Rise, Get Happy, and Grind

We've all known the person who grinds away at the millstone before and after regular working hours, sure that rising earlier than the rest and grinding harder than anyone will, in the end, pay off with money and fancy things and happiness.

Maybe we are that person.

That's in the unsigned, unwritten social contract, right? Work hardest and reap the benefits. Ye who grinds shall see rewards aplenty, yes? Well, the thing about that social contract is that it is, in fact, unwritten and unsigned. It also happens to be unobserved by many who control the resources. Does hard work pay off? In self-help books and profiles of professional athletes, sure. Does it guarantee anything? My sources say it does not. My other sources can confirm.

"Rise with the understanding that honest, hard work pays off," I wrote in 96 Ways To Rise and Grind, "know with soul-crushing certainty that this is not true, and grind."
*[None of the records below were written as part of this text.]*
//! Encode non-negative integers into short, fixed-length serials drawn from a custom
//! alphabet (coupon codes, license keys) and decode them back.
//!
//! ```
//! use serial_caster::{SerialCaster, SerialCasterTrait, SerialConfig};
//!
//! let config = SerialConfig::builder().seed(1492).build()?;
//! let caster = SerialCaster::from_config(&config)?;
//!
//! let serial = caster.encode_default(666)?;
//! assert_eq!(serial, "00C0LH");
//! assert_eq!(caster.decode_default(&serial)?, 666);
//! # Ok::<(), serial_caster::SerialError>(())
//! ```
//!
//! The seeded shuffle is an obfuscation that keeps consecutive numbers from looking
//! consecutive. It is not encryption.

pub mod config;
pub mod converters;
pub mod errors;
pub mod models;
pub mod services;
pub mod shufflers;
pub mod utils;
pub mod validations;

pub use config::{Backend, SerialConfig, SerialConfigBuilder};
pub use converters::BaseConverter;
pub use errors::{ConfigError, ConverterError, SerialError};
pub use models::Alphabet;
pub use services::{SerialCaster, SerialCasterTrait};
pub use shufflers::{FisherYatesShuffler, Shuffler};

// Custom result type for the crate
pub type Result<T> = std::result::Result<T, SerialError>;
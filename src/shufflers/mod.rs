// src/shufflers/mod.rs - Seeded, reversible permutations of serial characters
mod fisher_yates;
mod mersenne;

pub use fisher_yates::FisherYatesShuffler;
pub use mersenne::Mt19937;

/// A seed-selected bijection over character positions.
///
/// Implementations hold no generator state between calls so a single instance can be
/// shared across threads and seeds. Not a cipher: anyone holding the seed, or enough
/// serials, can undo it.
#[cfg_attr(test, mockall::automock)]
pub trait Shuffler: Send + Sync {
    /// Permutes `chars` in place according to `seed`
    fn shuffle(&self, chars: &mut [char], seed: u32);

    /// Exact inverse of [`Shuffler::shuffle`] for the same `seed` and length
    fn unshuffle(&self, chars: &mut [char], seed: u32);
}
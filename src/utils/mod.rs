pub mod rotate;
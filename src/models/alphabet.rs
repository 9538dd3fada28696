// src/models/alphabet.rs - Positional digit sets
use std::collections::{BTreeSet, HashMap};
use std::fmt;

use crate::errors::ConverterError;

/// Default serial characters: digits, upper then lower case Latin letters.
pub const DEFAULT_CHARS: &str = "0123456789ABCDEFGHIJKLMNOPQRSTUVWXYZabcdefghijklmnopqrstuvwxyz";

/// Decimal digits, the alphabet of the canonical payload.
pub const DECIMAL_CHARS: &str = "0123456789";

/// An ordered set of unique characters. The index of a character is its digit value
/// and the number of characters is the radix.
#[derive(Clone, PartialEq, Eq)]
pub struct Alphabet {
    chars: Vec<char>,
    index: HashMap<char, usize>,
}

impl Alphabet {
    /// Unique characters of `chars` sorted by code point, so that any permutation of
    /// the same characters yields the same alphabet.
    pub fn canonical(chars: &str) -> Self {
        let unique: BTreeSet<char> = chars.chars().collect();
        Self::from_unique(unique.into_iter().collect())
    }

    /// Keeps the given order. Duplicates and empty input are rejected since the
    /// caller asked for a specific digit assignment.
    pub fn ordered(chars: &str) -> Result<Self, ConverterError> {
        let mut seen: HashMap<char, usize> = HashMap::new();
        let mut list = Vec::new();
        for (position, character) in chars.chars().enumerate() {
            if seen.insert(character, position).is_some() {
                return Err(ConverterError::InvalidDigit {
                    character,
                    index: position,
                });
            }
            list.push(character);
        }

        if list.is_empty() {
            return Err(ConverterError::InvalidRadix(0));
        }

        Ok(Self::from_unique(list))
    }

    pub fn decimal() -> Self {
        Self::canonical(DECIMAL_CHARS)
    }

    fn from_unique(chars: Vec<char>) -> Self {
        let index = chars.iter().enumerate().map(|(i, c)| (*c, i)).collect();
        Self { chars, index }
    }

    pub fn radix(&self) -> usize {
        self.chars.len()
    }

    pub fn is_empty(&self) -> bool {
        self.chars.is_empty()
    }

    /// Digit value of `character`, if it belongs to the alphabet.
    pub fn digit(&self, character: char) -> Option<usize> {
        self.index.get(&character).copied()
    }

    /// Character for digit value `value`. Panics when `value >= radix`.
    pub fn symbol(&self, value: usize) -> char {
        self.chars[value]
    }

    /// Zero digit, used for padding.
    pub fn zero(&self) -> Option<char> {
        self.chars.first().copied()
    }

    pub fn contains(&self, character: char) -> bool {
        self.index.contains_key(&character)
    }

    pub fn chars(&self) -> &[char] {
        &self.chars
    }

    /// Digit values of `digits`, failing on the first character outside the alphabet.
    pub fn digits_of(&self, digits: &str) -> Result<Vec<usize>, ConverterError> {
        digits
            .chars()
            .enumerate()
            .map(|(index, character)| {
                self.digit(character)
                    .ok_or(ConverterError::InvalidDigit { character, index })
            })
            .collect()
    }
}

impl Default for Alphabet {
    fn default() -> Self {
        Self::canonical(DEFAULT_CHARS)
    }
}

impl fmt::Display for Alphabet {
    fn fmt(&self, f: &mut fmt::Formatter<'_>) -> fmt::Result {
        self.chars.iter().try_for_each(|c| write!(f, "{}", c))
    }
}

impl fmt::Debug for Alphabet {
    fn fmt(&self, f: &mut fmt::Formatter<'_>) -> fmt::Result {
        write!(f, "Alphabet({:?}, radix {})", self.to_string(), self.radix())
    }
}
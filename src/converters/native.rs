use super::{check_radixes, BaseConverter, Result};
use crate::errors::ConverterError;
use crate::models::Alphabet;

/// Largest source radix the native backend accepts.
const MAX_SOURCE_RADIX: usize = 10;

/// Fixed-width fallback over `u64`. Refuses, rather than truncates, anything it cannot hold.
#[derive(Debug, Default, Clone, Copy)]
pub struct NativeConverter;

impl BaseConverter for NativeConverter {
    fn name(&self) -> &'static str {
        "native"
    }

    fn convert(&self, digits: &str, from: &Alphabet, to: &Alphabet) -> Result<String> {
        check_radixes(from, to)?;
        if from.radix() > MAX_SOURCE_RADIX {
            return Err(ConverterError::Capability(format!(
                "native converter does not support source bases greater than {} (got {}), \
                 enable the `bignum` feature",
                MAX_SOURCE_RADIX,
                from.radix()
            )));
        }

        let values = from.digits_of(digits)?;
        if from == to {
            return Ok(digits.to_string());
        }

        let from_radix = from.radix() as u64;
        let mut value: u64 = 0;
        for digit in values {
            value = value
                .checked_mul(from_radix)
                .and_then(|v| v.checked_add(digit as u64))
                .ok_or_else(|| {
                    ConverterError::Capability(format!(
                        "`{}` exceeds the native integer capacity ({}), \
                         enable the `bignum` feature",
                        digits,
                        u64::MAX
                    ))
                })?;
        }

        let to_radix = to.radix() as u64;
        let mut reversed = Vec::new();
        loop {
            reversed.push(to.symbol((value % to_radix) as usize));
            value /= to_radix;
            if value == 0 {
                break;
            }
        }

        Ok(reversed.into_iter().rev().collect())
    }
}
This isn't a call to stop trying, to stop pursuing goals and passions that serve as the reason you pry yourself out of bed every morning, drag a comb across your head, gulp coffee until you feel alive, and shuffle off to work. I may be a shill for Big Cynicism, but I'd never deny that determination leads to results. I decided over dinner one night in September 2012 that I would write a piece for The New York Times about my unhealthy relationship with fantasy football. This article appeared in the paper of record two and a half months later. I had a goal. I chased it. Good stuff followed. I get it. It happens.

Pouring inhuman hours into a job is often a fruitless (and harmful) game. Working all day, every day has become a perverse status symbol in our work-obsessed culture -- a badge to wear in the company of slackers who do the rise-and-grind for a mere 40 hours every week. Endlessly working has been pitched to us as a path to happiness, an amazingly convenient path for folks at the top of that big, nasty economic food chain. Work and be happy. Work and be free. Somewhere, George Orwell smirks. So do these people.

We're programmed to be so sure of this work-happiness tradeoff while research has shown for decades that we've put our unquestioned faith into an approach with no evidence supporting it. The work-happiness paradigm is a castle with no foundation. A gentle wind (in the form of evidence and research) knocks it over.

Research shows, as I mentioned in the foreword to the 96 Ways book, that happiness levels spike during the weekends. But of course they do, you say. Weekends are good and fun. I suppose they can be if you don't play fantasy football. But here's the thing: key happiness indicators peaked on the weekends even for people who don't work. Stress and anxiety levels for both those who work and those who don't jumped during the workweek, only to plummet on Saturday and Sunday.

Why, you might ask, bleary eyed and strapping a coffee IV to your forearm, would there be a universal happiness spike on non-work days? Because, as people in a Stanford University research project reported, spending time with friends and family made them happy. Socializing, laughing, engaging in various time-sucking hobbies, shooting the shit -- it all led to self-reported positive feelings.

There's reason to believe the workweek can and should be cut in half. A United Kingdom study published by the New Economics Foundation found that the 40-hour workweek -- a relic established in large part by the Ford Motor Company -- is "out of step" with what it means to be a 21st century worker. You don't have to read a 300-page research paper to know that worker productivity has skyrocketed in this dystopian technological age.

Slashing the typical workweek in half would solve myriad issues, including “overwork, unemployment, over-consumption, high carbon emissions, low well-being, entrenched inequalities, and the lack of time to live sustainably, to care for each other, and simply to enjoy life," according to the New Economics Foundation. A new workweek standard would lead to better health outcomes too, as workers would (presumably) deal with less stress, the destroyer of health. Reforming the workweek, cutting it to a cool 21 hours, would flip the script on what we think of as "the economy." People and the environment would no longer be subjugated to the whims of business interests; the economy would serve the public interest. Well-rounded lives would be possible without going broke. Gender relations would be vastly improved, as would everyday family life. Neighbors would get to know each other. People would be less miserable. Reforming the workweek wouldn't be a panacea, but it'd be a hell of an improvement over the abject horrors of today's work life.

And a workweek whittled down to a skeletal four hours might be possible for some.

Probably you can rattle off a dozen anecdotes about hard work paying off. I'd believe every one. But happiness -- if that's your goal -- won't be found at the end of an arduous workweek (or work life). This is for the work-long-hours truthers among us: your quasi-religious faith in hard work paying dividends is a lie fed to you from above. Work hard when you must, but remember that evidence matters, and the evidence is against you.